As a consequence of their impotence, and, more than a little alarmed at two unpredictable statesmen in headlong confrontation while the world looks on aghast, the Russians have now put their air defence systems in the Far East on alert – Khabarovsk, Komsomol on the Amur and Vladivostok, plus the Pacific Fleet – not because they think the Americans might stray over the Russian border with North Korea, but because they fear North Korean missiles could as easily take off into unintended directions (“Zashchita ot Durakov. Sob’et rossiiskaya PVO ‘zabludivshiesya’ rakety KNDR“, RIIA Novosti, 11 August 2017)
Of course the Russians do not have the means to intercept intercontinental ballistic missiles but they can use the S-300 and S-400 air defence missile systems arrayed in the Far East to fire at incoming medium range missiles. If they know they are on the way. And that is the problem. The North Koreans tell them nothing in advance of a launch and they cannot keep their radar continuously pinned on Pyongyang’s silos. They will have to rely on satellite early warning.

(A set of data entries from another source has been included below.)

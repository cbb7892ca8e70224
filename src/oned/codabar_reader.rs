/*
 * Copyright 2010 ZXing authors
 *
 * Licensed under the Apache License, Version 2.0 (the "License");
 * you may not use this file except in compliance with the License.
 * You may obtain a copy of the License at
 *
 *      http://www.apache.org/licenses/LICENSE-2.0
 *
 * Unless required by applicable law or agreed to in writing, software
 * distributed under the License is distributed on an "AS IS" BASIS,
 * WITHOUT WARRANTIES OR CONDITIONS OF ANY KIND, either express or implied.
 * See the License for the specific language governing permissions and
 * limitations under the License.
 */

use crate::common::{BitArray, Result};
use crate::oned::one_d_reader::OneDReader;
use crate::{BarcodeFormat, DecodingHintDictionary, Exceptions, Point, RXingResult};

const ALPHABET: &[u8; 20] = b"0123456789-$:/.+ABCD";

/// Encodings of characters as patterns of wide/narrow bars and spaces: the
/// 7 least-significant bits correspond to bar/space pattern, 1 = wide.
const CHARACTER_ENCODINGS: [u32; 20] = [
    0x003, 0x006, 0x009, 0x060, 0x012, 0x042, 0x021, 0x024, 0x030, 0x048, // 0-9
    0x00c, 0x018, 0x045, 0x051, 0x054, 0x015, 0x01A, 0x029, 0x00B, 0x00E, // -$:/.+ABCD
];

const MIN_CHARACTER_LENGTH: usize = 3;
const STARTEND_ENCODING: &[u8] = b"ABCD";

const MAX_ACCEPTABLE: i64 = (256.0 * 2.0) as i64;
const PADDING: i64 = (256.0 * 1.5) as i64;
const INTEGER_MATH_SHIFT: u32 = 8;

/// Codabar has no fixed-width start/stop pattern: any of its four "ABCD"
/// characters can serve as a guard, so decoding walks the row looking for
/// one rather than using the shared `UpcEanReader`/`find_guard_pattern`
/// machinery the other narrow/wide formats share.
#[derive(Debug, Default)]
pub struct CodabarReader;

impl OneDReader for CodabarReader {
    fn decode_row(&self, row_number: u32, row: &BitArray, _hints: &DecodingHintDictionary) -> Result<RXingResult> {
        let mut counters = set_counters(row)?;

        let start_offset = find_start_pattern(&counters)?;
        let mut next_start = start_offset;

        let mut result: Vec<u8> = Vec::new();
        loop {
            let char_offset = to_narrow_wide_pattern(&counters, next_start).ok_or_else(|| Exceptions::not_found_with("no Codabar character matched"))?;
            result.push(char_offset as u8);
            next_start += 8;
            if result.len() > 1 && STARTEND_ENCODING.contains(&ALPHABET[char_offset]) {
                break;
            }
            if next_start >= counters.len() {
                break;
            }
        }

        let trailing_whitespace = counters[next_start - 1] as i64;
        let mut last_pattern_size = 0i64;
        for i in next_start.saturating_sub(8)..next_start.saturating_sub(1) {
            last_pattern_size += counters[i] as i64;
        }

        if next_start < counters.len() && trailing_whitespace < last_pattern_size / 2 {
            return Err(Exceptions::not_found_with("missing quiet zone after Codabar payload"));
        }

        validate_pattern(&mut counters, &result, start_offset)?;

        let text: Vec<u8> = result.iter().map(|&offset| ALPHABET[offset as usize]).collect();
        let start_char = text[0];
        if !STARTEND_ENCODING.contains(&start_char) {
            return Err(Exceptions::not_found_with("Codabar payload missing start character"));
        }
        let end_char = *text.last().unwrap();
        if !STARTEND_ENCODING.contains(&end_char) {
            return Err(Exceptions::not_found_with("Codabar payload missing end character"));
        }

        if text.len() <= MIN_CHARACTER_LENGTH {
            return Err(Exceptions::not_found_with("Codabar payload too short to be plausible"));
        }

        let payload = String::from_utf8(text[1..text.len() - 1].to_vec()).map_err(|_| Exceptions::format_with("non-UTF8 Codabar payload"))?;

        let mut running_count = 0u32;
        for &c in &counters[..start_offset] {
            running_count += c;
        }
        let left = running_count as f32;
        for &c in &counters[start_offset..next_start - 1] {
            running_count += c;
        }
        let right = running_count as f32;

        Ok(RXingResult::new(
            payload,
            Vec::new(),
            vec![Point::new(left, row_number as f32), Point::new(right, row_number as f32)],
            BarcodeFormat::Codabar,
        ))
    }
}

/// Records the size of every run of white and black pixels, starting with
/// white, growing the counter list as needed (Codabar characters have no
/// bound on how many there may be in a row).
fn set_counters(row: &BitArray) -> Result<Vec<u32>> {
    let mut counters = Vec::new();
    let end = row.size();
    let mut i = row.get_next_unset(0);
    if i >= end {
        return Err(Exceptions::not_found_with("row is entirely black"));
    }
    let mut is_white = true;
    let mut count = 0u32;
    while i < end {
        if row.get(i) != is_white {
            count += 1;
        } else {
            counters.push(count);
            count = 1;
            is_white = !is_white;
        }
        i += 1;
    }
    counters.push(count);
    Ok(counters)
}

fn find_start_pattern(counters: &[u32]) -> Result<usize> {
    let mut i = 1;
    while i < counters.len() {
        if let Some(char_offset) = to_narrow_wide_pattern(counters, i) {
            if STARTEND_ENCODING.contains(&ALPHABET[char_offset]) {
                let pattern_size: u32 = counters[i..i + 7].iter().sum();
                if i == 1 || counters[i - 1] >= pattern_size / 2 {
                    return Ok(i);
                }
            }
        }
        i += 2;
    }
    Err(Exceptions::not_found_with("no Codabar start pattern found"))
}

fn to_narrow_wide_pattern(counters: &[u32], position: usize) -> Option<usize> {
    let end = position + 7;
    if end >= counters.len() {
        return None;
    }

    let mut max_bar = 0u32;
    let mut min_bar = u32::MAX;
    let mut j = position;
    while j < end {
        let c = counters[j];
        min_bar = min_bar.min(c);
        max_bar = max_bar.max(c);
        j += 2;
    }
    let threshold_bar = (min_bar + max_bar) / 2;

    let mut max_space = 0u32;
    let mut min_space = u32::MAX;
    let mut j = position + 1;
    while j < end {
        let c = counters[j];
        min_space = min_space.min(c);
        max_space = max_space.max(c);
        j += 2;
    }
    let threshold_space = (min_space + max_space) / 2;

    let mut bitmask = 1u32 << 7;
    let mut pattern = 0u32;
    for i in 0..7 {
        let threshold = if i & 1 == 0 { threshold_bar } else { threshold_space };
        bitmask >>= 1;
        if counters[position + i] > threshold {
            pattern |= bitmask;
        }
    }

    CHARACTER_ENCODINGS.iter().position(|&enc| enc == pattern)
}

/// Checks that every bar/space run across the decoded characters falls
/// within a plausible range relative to the average short/long stripe
/// size, rejecting a match that's merely a coincidental pattern hit.
fn validate_pattern(counters: &mut [u32], result: &[u8], start: usize) -> Result<()> {
    let mut sizes = [0i64; 4];
    let mut counts = [0i64; 4];
    let end = result.len() - 1;

    let mut pos = start;
    for (i, &offset) in result.iter().enumerate() {
        let mut pattern = CHARACTER_ENCODINGS[offset as usize];
        for j in (0..=6).rev() {
            let category = (j & 1) + (pattern & 1) as usize * 2;
            sizes[category] += counters[pos + j] as i64;
            counts[category] += 1;
            pattern >>= 1;
        }
        if i >= end {
            break;
        }
        pos += 8;
    }

    let mut maxes = [0i64; 4];
    let mut mins = [0i64; 4];
    for i in 0..2 {
        mins[i] = 0;
        mins[i + 2] = ((sizes[i] << INTEGER_MATH_SHIFT) / counts[i] + (sizes[i + 2] << INTEGER_MATH_SHIFT) / counts[i + 2]) >> 1;
        maxes[i] = mins[i + 2];
        maxes[i + 2] = (sizes[i + 2] * MAX_ACCEPTABLE + PADDING) / counts[i + 2];
    }

    let mut pos = start;
    for (i, &offset) in result.iter().enumerate() {
        let mut pattern = CHARACTER_ENCODINGS[offset as usize];
        for j in (0..=6).rev() {
            let category = (j & 1) + (pattern & 1) as usize * 2;
            let size = (counters[pos + j] as i64) << INTEGER_MATH_SHIFT;
            if size < mins[category] || size > maxes[category] {
                return Err(Exceptions::not_found_with("Codabar stripe outside plausible range"));
            }
            pattern >>= 1;
        }
        if i >= end {
            break;
        }
        pos += 8;
    }
    Ok(())
}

Their worries are the opposite of the American obsession. The US fears the North Koreans have progressed too far technologically. The Russians fear precisely the reverse. On their view, and apparently in contrast to the assessment of the Pentagon and the Japanese Defence Agency, miniaturisation of atomic warheads by North Korea is a process that will take much more time. Clearly they do not have much confidence in the missiles themselves getting to the intended target. And this part of Asia is crowded and closed. Anything could happen.
If the crisis extends towards winter another factor the Russians will have to bear in mind is the prevailing wind, which will switch in their direction from late autumn, and that means any radiation is likely to spread across the Russian and Chinese borders in the event of war. Thus radiological protection has been another Russian preoccupation as a safeguard.